In a nearby neighborhood is Bar Suzanne, a new speakeasy named after one of Cohen’s most celebrated muses and songs. The lyrics “takes you down”are written in bold black letters on the stairs — a playful allusion to the song. Olivier Farley, the owner, said he chose the name because “Everyone in Montreal is proud of Leonard Cohen — the French, the English; he is sacred here.”

Then there is the imposing, luridly colorful mural that stretches nine full stories down the side of a building in the Plateau-Mont-Royal neighborhood. Pilgrims come daily to pay homage to the painted portrait of Cohen, staring plaintively from under his signature fedora. A second, even more towering Cohen-inspired mural, can be found in the heart of downtown.

Montreal has a real case of Leonard Cohen mania. More than a year after this poet, novelist and singer-songwriter died at the age of 82, he has become something of an urban prophet here. A new generation is memorizing his lyrics. There is the museum exhibition, “Leonard Cohen: A Crack in Everything,” inspired by his life and work. And Cohen-obsessed residents are making trips to Moishes, a storied steakhouse, to sample his favorite lamb chops.

In the pantheon of Montreal cultural figures, the soulful, self-effacing singer occupies exalted space. But befitting a deeply spiritual man whose art was nourished by Judaism, Catholicism and Buddhism, Cohen attracts a form of devotion here that can border on the messianic.
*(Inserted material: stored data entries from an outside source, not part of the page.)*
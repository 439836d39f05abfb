//! The session entity and its time-derived state machine.
//!
//! A session has no stored status field. Whether it is inactive, active, or
//! done is recomputed from `(start_time, duration)` against a caller-supplied
//! instant on every query, so the answer is never stale and tests can ask
//! about any point in time.
//!
//! `start_time == None` is the single inactive representation; no other field
//! combination means "no session".

use std::fmt;
use std::str::FromStr;

use chrono::{DateTime, TimeDelta, Utc};
use serde::{Deserialize, Serialize};

use crate::codec;
use crate::error::Error;
use crate::settings::Settings;

/// Two sessions are the same logical session when their start times differ
/// by no more than this. Absorbs sub-second skew between write and re-read,
/// not a statement about simultaneity.
pub const MATCH_TOLERANCE_MS: i64 = 1_000;

/// One tracked focus interval.
///
/// While active, `duration` is the planned length; after [`crate::Store::finish`]
/// it is overwritten with the actual elapsed time.
#[derive(Debug, Clone, PartialEq, Eq, Serialize, Deserialize)]
pub struct Session {
    pub start_time: Option<DateTime<Utc>>,
    pub description: String,
    #[serde(with = "serde_minutes")]
    pub duration: TimeDelta,
    pub tags: Vec<String>,
}

/// Derived session status. See the module docs: never stored, always
/// recomputed.
#[derive(Debug, Clone, Copy, PartialEq, Eq)]
pub enum Status {
    Inactive,
    Active,
    Done,
}

impl Default for Session {
    fn default() -> Self {
        Session::inactive()
    }
}

impl Session {
    /// The unique "no session" value.
    pub fn inactive() -> Session {
        Session {
            start_time: None,
            description: String::new(),
            duration: TimeDelta::zero(),
            tags: Vec::new(),
        }
    }

    pub fn is_inactive(&self) -> bool {
        self.start_time.is_none()
    }

    pub fn is_active(&self, now: DateTime<Utc>) -> bool {
        self.status(now) == Status::Active
    }

    pub fn is_done(&self, now: DateTime<Utc>) -> bool {
        self.status(now) == Status::Done
    }

    /// Computes the status at `now`. Done begins exactly at the end instant.
    pub fn status(&self, now: DateTime<Utc>) -> Status {
        let Some(start) = self.start_time else {
            return Status::Inactive;
        };
        if now < start + self.duration {
            Status::Active
        } else {
            Status::Done
        }
    }

    /// The instant the session ends (or ended), if it ever started.
    pub fn end_time(&self) -> Option<DateTime<Utc>> {
        self.start_time.map(|start| start + self.duration)
    }

    /// Time left until the end instant. Zero when inactive; goes negative
    /// once the session is done. Callers wanting a floor of zero clamp
    /// themselves.
    pub fn remaining(&self, now: DateTime<Utc>) -> TimeDelta {
        match self.end_time() {
            Some(end) => end - now,
            None => TimeDelta::zero(),
        }
    }

    /// Remaining time in whole minutes, rounded half-up.
    pub fn remaining_minutes(&self, now: DateTime<Utc>) -> i64 {
        minutes_half_up(self.remaining(now))
    }

    /// The session's duration in whole minutes, rounded half-up.
    pub fn duration_minutes(&self) -> i64 {
        minutes_half_up(self.duration)
    }

    /// Whether `other` is the same logical session, by start-time tolerance.
    pub fn matches(&self, other: &Session) -> bool {
        match (self.start_time, other.start_time) {
            (Some(a), Some(b)) => (a - b).num_milliseconds().abs() <= MATCH_TOLERANCE_MS,
            (None, None) => true,
            _ => false,
        }
    }

    /// Fills `duration` and `tags` from settings when still at their zero
    /// values. Fields already set are left alone.
    pub fn apply_settings(&mut self, settings: &Settings) {
        if self.duration == TimeDelta::zero() {
            self.duration = settings.default_pomodoro_duration;
        }
        if self.tags.is_empty() {
            self.tags = settings.default_tags.clone();
        }
    }
}

impl fmt::Display for Session {
    fn fmt(&self, f: &mut fmt::Formatter<'_>) -> fmt::Result {
        f.write_str(&codec::encode_session(self))
    }
}

impl FromStr for Session {
    type Err = Error;

    fn from_str(s: &str) -> Result<Self, Self::Err> {
        codec::decode_session(s)
    }
}

/// Rounds a delta to whole minutes with `floor(x + 0.5)`.
///
/// Half-up with the floor formulation is not symmetric around negative half
/// minutes: +0.5 rounds to 1, -0.5 rounds to 0.
pub(crate) fn minutes_half_up(delta: TimeDelta) -> i64 {
    let minutes = delta.num_milliseconds() as f64 / 60_000.0;
    (minutes + 0.5).floor() as i64
}

/// Serializes a `TimeDelta` as whole minutes, matching the text codec's unit.
pub(crate) mod serde_minutes {
    use chrono::TimeDelta;
    use serde::{Deserialize, Deserializer, Serialize, Serializer};

    pub fn serialize<S: Serializer>(delta: &TimeDelta, serializer: S) -> Result<S::Ok, S::Error> {
        super::minutes_half_up(*delta).serialize(serializer)
    }

    pub fn deserialize<'de, D: Deserializer<'de>>(deserializer: D) -> Result<TimeDelta, D::Error> {
        let minutes = i64::deserialize(deserializer)?;
        Ok(TimeDelta::minutes(minutes))
    }
}

#[cfg(test)]
mod tests {
    use super::*;
    use chrono::TimeZone;

    fn start() -> DateTime<Utc> {
        Utc.with_ymd_and_hms(2024, 3, 1, 9, 0, 0).unwrap()
    }

    fn pomodoro() -> Session {
        Session {
            start_time: Some(start()),
            description: String::new(),
            duration: TimeDelta::minutes(25),
            tags: Vec::new(),
        }
    }

    #[test]
    fn inactive_is_the_default() {
        let session = Session::default();
        assert!(session.is_inactive());
        assert_eq!(session.status(start()), Status::Inactive);
    }

    #[test]
    fn active_until_end_instant_then_done() {
        let session = pomodoro();

        assert_eq!(session.status(start()), Status::Active);
        assert_eq!(
            session.status(start() + TimeDelta::minutes(24)),
            Status::Active
        );
        // Done begins exactly at the end instant.
        assert_eq!(
            session.status(start() + TimeDelta::minutes(25)),
            Status::Done
        );
        assert_eq!(
            session.status(start() + TimeDelta::hours(2)),
            Status::Done
        );
    }

    #[test]
    fn remaining_goes_negative_after_done() {
        let session = pomodoro();
        assert_eq!(
            session.remaining(start() + TimeDelta::minutes(26)),
            TimeDelta::minutes(-1)
        );
    }

    #[test]
    fn remaining_is_zero_when_inactive() {
        let session = Session::inactive();
        assert_eq!(session.remaining(start()), TimeDelta::zero());
        assert_eq!(session.remaining_minutes(start()), 0);
    }

    #[test]
    fn remaining_minutes_rounds_half_up() {
        let session = pomodoro();

        // 24.5 minutes left rounds up to 25.
        assert_eq!(
            session.remaining_minutes(start() + TimeDelta::seconds(30)),
            25
        );
        // 0.5 minutes left rounds up to 1.
        assert_eq!(
            session.remaining_minutes(start() + TimeDelta::minutes(24) + TimeDelta::seconds(30)),
            1
        );
    }

    // floor(x + 0.5) is asymmetric at negative half minutes: -0.5 rounds to
    // 0 while +0.5 rounds to 1.
    #[test]
    fn remaining_minutes_asymmetric_at_negative_half() {
        let session = pomodoro();
        let end = start() + TimeDelta::minutes(25);

        assert_eq!(session.remaining_minutes(end + TimeDelta::seconds(30)), 0);
        assert_eq!(session.remaining_minutes(end + TimeDelta::seconds(90)), -1);
    }

    #[test]
    fn matches_within_one_second() {
        let a = pomodoro();
        let mut b = pomodoro();

        b.start_time = Some(start() + TimeDelta::milliseconds(900));
        assert!(a.matches(&b));
        assert!(b.matches(&a));

        b.start_time = Some(start() + TimeDelta::seconds(1));
        assert!(a.matches(&b));

        b.start_time = Some(start() + TimeDelta::seconds(2));
        assert!(!a.matches(&b));
    }

    #[test]
    fn inactive_only_matches_inactive() {
        assert!(Session::inactive().matches(&Session::inactive()));
        assert!(!Session::inactive().matches(&pomodoro()));
        assert!(!pomodoro().matches(&Session::inactive()));
    }

    #[test]
    fn apply_settings_fills_only_unset_fields() {
        let settings = Settings {
            daily_goal: 0,
            default_break_duration: TimeDelta::minutes(5),
            default_pomodoro_duration: TimeDelta::minutes(25),
            default_tags: vec!["work".to_string()],
        };

        let mut fresh = Session::inactive();
        fresh.apply_settings(&settings);
        assert_eq!(fresh.duration, TimeDelta::minutes(25));
        assert_eq!(fresh.tags, vec!["work".to_string()]);

        let mut explicit = Session {
            start_time: None,
            description: String::new(),
            duration: TimeDelta::minutes(50),
            tags: vec!["own".to_string()],
        };
        explicit.apply_settings(&settings);
        assert_eq!(explicit.duration, TimeDelta::minutes(50));
        assert_eq!(explicit.tags, vec!["own".to_string()]);
    }

    #[test]
    fn display_and_parse_round_trip() {
        let session = pomodoro();
        let parsed: Session = session.to_string().parse().unwrap();
        assert_eq!(parsed, session);
    }
}
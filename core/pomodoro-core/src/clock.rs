//! Injectable time source.
//!
//! Every "what time is it" question in this crate goes through [`Clock`] so
//! tests can advance simulated time without sleeping. Production code uses
//! [`SystemClock`]; tests use [`ManualClock`].

use std::sync::{Arc, Mutex};

use chrono::{DateTime, TimeDelta, Utc};

/// A source of the current instant.
pub trait Clock: Send + Sync {
    fn now(&self) -> DateTime<Utc>;
}

/// Reads the wall clock at the moment of each call. Never cached.
#[derive(Debug, Clone, Copy, Default)]
pub struct SystemClock;

impl Clock for SystemClock {
    fn now(&self) -> DateTime<Utc> {
        Utc::now()
    }
}

/// A clock that only moves when told to.
///
/// Cloning shares the underlying instant, so a test can hand one clone to a
/// `Store` and keep another to call [`ManualClock::advance`].
#[derive(Debug, Clone)]
pub struct ManualClock {
    now: Arc<Mutex<DateTime<Utc>>>,
}

impl ManualClock {
    pub fn new(now: DateTime<Utc>) -> Self {
        ManualClock {
            now: Arc::new(Mutex::new(now)),
        }
    }

    pub fn set(&self, now: DateTime<Utc>) {
        *self.now.lock().expect("clock lock poisoned") = now;
    }

    pub fn advance(&self, delta: TimeDelta) {
        let mut now = self.now.lock().expect("clock lock poisoned");
        *now += delta;
    }
}

impl Clock for ManualClock {
    fn now(&self) -> DateTime<Utc> {
        *self.now.lock().expect("clock lock poisoned")
    }
}
//! Log format that displays target before span context.
//!
//! Default tracing format: `LEVEL span1:span2: target: message`
//! This format:            `LEVEL target: span1{fields}:span2: message`

use std::fmt;
use tracing::{Event, Subscriber};
use tracing_subscriber::fmt::format::{self, FormatEvent, FormatFields};
use tracing_subscriber::fmt::{FmtContext, FormattedFields};
use tracing_subscriber::registry::LookupSpan;

/// Event formatter that puts the target first and renders span fields
pub struct TargetFirstFormat {
    pub ansi: bool,
}

impl<S, N> FormatEvent<S, N> for TargetFirstFormat
where
    S: Subscriber + for<'a> LookupSpan<'a>,
    N: for<'a> FormatFields<'a> + 'static,
{
    fn format_event(
        &self,
        ctx: &FmtContext<'_, S, N>,
        mut writer: format::Writer<'_>,
        event: &Event<'_>,
    ) -> fmt::Result {
        let metadata = event.metadata();

        let level = metadata.level();
        if self.ansi {
            let level_style = match *level {
                tracing::Level::ERROR => "\x1b[31m", // Red
                tracing::Level::WARN => "\x1b[33m",  // Yellow
                tracing::Level::INFO => "\x1b[32m",  // Green
                tracing::Level::DEBUG => "\x1b[34m", // Blue
                tracing::Level::TRACE => "\x1b[35m", // Magenta
            };
            write!(writer, "{}{:>5}\x1b[0m ", level_style, level)?;
        } else {
            write!(writer, "{:>5} ", level)?;
        }

        write!(writer, "{}: ", metadata.target())?;

        if let Some(scope) = ctx.event_scope() {
            let mut first = true;
            for span in scope.from_root() {
                if !first {
                    write!(writer, ":")?;
                }
                write!(writer, "{}", span.name())?;

                let extensions = span.extensions();
                if let Some(fields) = extensions.get::<FormattedFields<N>>() {
                    if !fields.is_empty() {
                        write!(writer, "{{{}}}", fields)?;
                    }
                }
                first = false;
            }
            if !first {
                write!(writer, ": ")?;
            }
        }

        ctx.field_format().format_fields(writer.by_ref(), event)?;

        writeln!(writer)
    }
}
Gideon Zelermyer, the cantor of Shaar Hashomayim synagogue here, where Cohen once celebrated his bar mitzvah, said the liturgical melodies of his upbringing had brought Cohen solace as he was suffering from cancer. He was buried in the synagogue’s cemetery next to three generations of his family. “Cohen’s grave always has footsteps leading to it, no matter how high the snow,” Mr. Zelermyer said.

Cohen, he added, embodied his native city, its multiple cultural identities, the poetry of its potholes and imperfections. “What Bruce Springsteen is to New Jersey as a prophetic voice, Cohen is to Montreal,” he said. “His lyrics are not ‘Baby, baby.’ They are deeply profound.”

“The reverence for Cohen has become a fully fledged civic mania,” said Andrew McClelland, a.k.a. Li’l Andy, a 35-year-old, 6-foot-4 country singer who on a recent Thursday night led a group of singers through all the tracks of “The Future” (1992), one of Cohen’s most poignant and cerebral albums. The audience of aging hippies and twentysomething hipsters in the sold-out Gesù concert hall, listened rapturously to the performance, including a Motown-infused version of “Closing Time.”